1年4ヶ月間、2016年1月11日号から2017年4月24日・5月1日号まで計64回にわたって不動産業界紙「週刊住宅」に連載された「民泊革命」。掲載用に編集前の元原稿を民泊大学ウェブサイトで復刻し、過去に取り上げた事実が現在どうなっているか、著者のコメントを合わせて掲載します。
今回は、ホームステイについて取り上げてみたい。ホームステイ型民泊ではなく、留学生を家庭に受け入れる、ホームステイそのものである。周辺のことがらを考えることで、民泊の性質もより明らかにできる。
無償で受け入れることが多いホームステイ
今回お話を伺ったのは、留学生とホストをつなぐ、ティーダビジョンの藤嶋倫さん。昨年4月引っ越したが、部屋が余ってしまい、何かできないかと考えた。自分の考えをはっきり主張する性格の自分には、日本人より外国人とつき合う方が合っていると思い、外国人留学生を受け入れるホームステイをすることにした。

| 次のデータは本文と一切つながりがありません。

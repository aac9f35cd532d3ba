//! In-memory registry of live authoring sessions.

use std::collections::HashMap;
use std::sync::{Arc, Mutex, MutexGuard, PoisonError};
use std::time::Duration;

use chrono::{DateTime, TimeDelta, Utc};
use storyweave_authoring::application::command_handlers::lock_session;
use storyweave_authoring::domain::workflow::StoryWorkflow;
use storyweave_core::clock::Clock;
use tracing::info;
use uuid::Uuid;

/// A shared handle to one session's workflow.
pub type SessionHandle = Arc<Mutex<StoryWorkflow>>;

struct SessionEntry {
    workflow: SessionHandle,
    last_active: DateTime<Utc>,
}

/// Live sessions keyed by id, each stamped with its last use.
pub struct SessionRegistry {
    sessions: Mutex<HashMap<Uuid, SessionEntry>>,
    clock: Arc<dyn Clock>,
}

impl SessionRegistry {
    /// Creates an empty registry that timestamps sessions with `clock`.
    #[must_use]
    pub fn new(clock: Arc<dyn Clock>) -> Self {
        Self {
            sessions: Mutex::new(HashMap::new()),
            clock,
        }
    }

    /// Stores a new session and returns its id.
    pub fn insert(&self, workflow: StoryWorkflow) -> Uuid {
        let session_id = Uuid::new_v4();
        let entry = SessionEntry {
            workflow: Arc::new(Mutex::new(workflow)),
            last_active: self.clock.now(),
        };
        self.lock().insert(session_id, entry);
        session_id
    }

    /// Returns the session and marks it as used.
    pub fn get(&self, session_id: Uuid) -> Option<SessionHandle> {
        let now = self.clock.now();
        let mut sessions = self.lock();
        let entry = sessions.get_mut(&session_id)?;
        entry.last_active = now;
        Some(Arc::clone(&entry.workflow))
    }

    /// Removes the session, returning it if it existed.
    pub fn remove(&self, session_id: Uuid) -> Option<SessionHandle> {
        self.lock().remove(&session_id).map(|entry| entry.workflow)
    }

    /// Abandons and removes every session untouched for longer than `ttl`.
    /// Returns how many were removed.
    pub fn evict_idle(&self, ttl: Duration) -> usize {
        let Some(cutoff) = TimeDelta::from_std(ttl)
            .ok()
            .and_then(|ttl| self.clock.now().checked_sub_signed(ttl))
        else {
            return 0;
        };

        let mut sessions = self.lock();
        let before = sessions.len();
        sessions.retain(|session_id, entry| {
            if entry.last_active >= cutoff {
                return true;
            }
            lock_session(&entry.workflow).abandon();
            info!(%session_id, "evicted idle session");
            false
        });
        before - sessions.len()
    }

    /// Number of live sessions.
    #[must_use]
    pub fn len(&self) -> usize {
        self.lock().len()
    }

    /// Whether no sessions are live.
    #[must_use]
    pub fn is_empty(&self) -> bool {
        self.lock().is_empty()
    }

    fn lock(&self) -> MutexGuard<'_, HashMap<Uuid, SessionEntry>> {
        self.sessions.lock().unwrap_or_else(PoisonError::into_inner)
    }
}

ただ、留学生を紹介する会社のほとんどは、無償での受入が条件。食べ盛りの世代を受け入れ、食事も出すのに無償はつらい。その中で1社実費程度の費用を要求できる会社があったので、そこで登録し、ホームステイの受入れを始めた。
ホームステイを始めて、数ヶ月経った頃、夫が会社から新規事業のアイデアがないか、相談を受けた。ホームステイの面白さやニーズを知った藤嶋さんは、留学生の紹介事業を提案。それが採用されて事業がスタートしたそうだ。
ホームステイと民泊の違い
ホームステイとAirbnbなどの民泊、どこが違うのか。ホームステイは留学が目的だが、民泊は観光を中心にビジネス、留学など、様々な理由で使われる。
藤嶋さんは、民泊とホームステイには、質的な違いがあると言う。ホームステイを受け入れるホストファミリーは日本での親代わりだ。また、日本の社会や文化、家庭を勉強する機会にもなっているので、日本のルールを教える役割がある。ホームステイに子どもを出す海外の親がそれを求め、来日する子どもも理解しているので、交流しやすいそうだ。

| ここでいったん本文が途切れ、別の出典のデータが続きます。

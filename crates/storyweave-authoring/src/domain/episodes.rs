//! Committed episodes.

use serde::Serialize;
use storyweave_core::document::Document;
use storyweave_core::story::ChapterPayload;
use storyweave_core::word_card::WordCard;

/// One committed episode: a document snapshot and the card it had to use.
#[derive(Debug, Clone, PartialEq, Eq, Serialize)]
pub struct Episode {
    /// Episode number, `1..=MAX_EPISODES`.
    pub id: u32,
    /// Snapshot of the draft at commit time.
    pub document: Document,
    /// The words this episode was written against.
    pub words: WordCard,
}

/// Ordered episodes, unique by id.
///
/// First-time ids keep their insertion order; re-committing an id replaces
/// the stored episode in place.
#[derive(Debug, Clone, Default, PartialEq, Eq, Serialize)]
#[serde(transparent)]
pub struct EpisodeCollection {
    episodes: Vec<Episode>,
}

impl EpisodeCollection {
    /// Creates an empty collection.
    #[must_use]
    pub fn new() -> Self {
        Self::default()
    }

    /// Inserts `episode`, or replaces the stored episode with the same id.
    pub fn upsert(&mut self, episode: Episode) {
        match self.episodes.iter_mut().find(|e| e.id == episode.id) {
            Some(existing) => {
                existing.document = episode.document;
                existing.words = episode.words;
            }
            None => self.episodes.push(episode),
        }
    }

    /// Returns the episode with the given id.
    #[must_use]
    pub fn get(&self, id: u32) -> Option<&Episode> {
        self.episodes.iter().find(|e| e.id == id)
    }

    /// Iterates in storage order.
    pub fn iter(&self) -> impl Iterator<Item = &Episode> {
        self.episodes.iter()
    }

    /// Number of committed episodes.
    #[must_use]
    pub fn len(&self) -> usize {
        self.episodes.len()
    }

    /// Whether nothing has been committed yet.
    #[must_use]
    pub fn is_empty(&self) -> bool {
        self.episodes.is_empty()
    }

    /// Builds the chapter list for a save request, ascending by episode id.
    #[must_use]
    pub fn to_save_request(&self) -> Vec<ChapterPayload> {
        let mut chapters: Vec<ChapterPayload> = self
            .episodes
            .iter()
            .map(|episode| ChapterPayload {
                chapter_num: episode.id,
                chapter_json: episode.document.clone(),
            })
            .collect();
        chapters.sort_by_key(|chapter| chapter.chapter_num);
        chapters
    }
}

この1年何組かを受け入れる中で、肝っ玉母さんになって、子供を叱るケースもあった。台湾からの高校生が留学のため、ホームステイに来たが、わがまま放題が目立った。きれい好きなのに掃除は自分でせず、クレームめいたことを言う。アジア全体の傾向だが、雑巾を使わず、ペーパータオルのような物で何でも拭く。その感覚でティッシュ1箱が3日でなくなる。藤嶋さんが雷を落とし、ほとんど怒られたことがなかった少年は泣いていたが、親は感謝していたそうだ。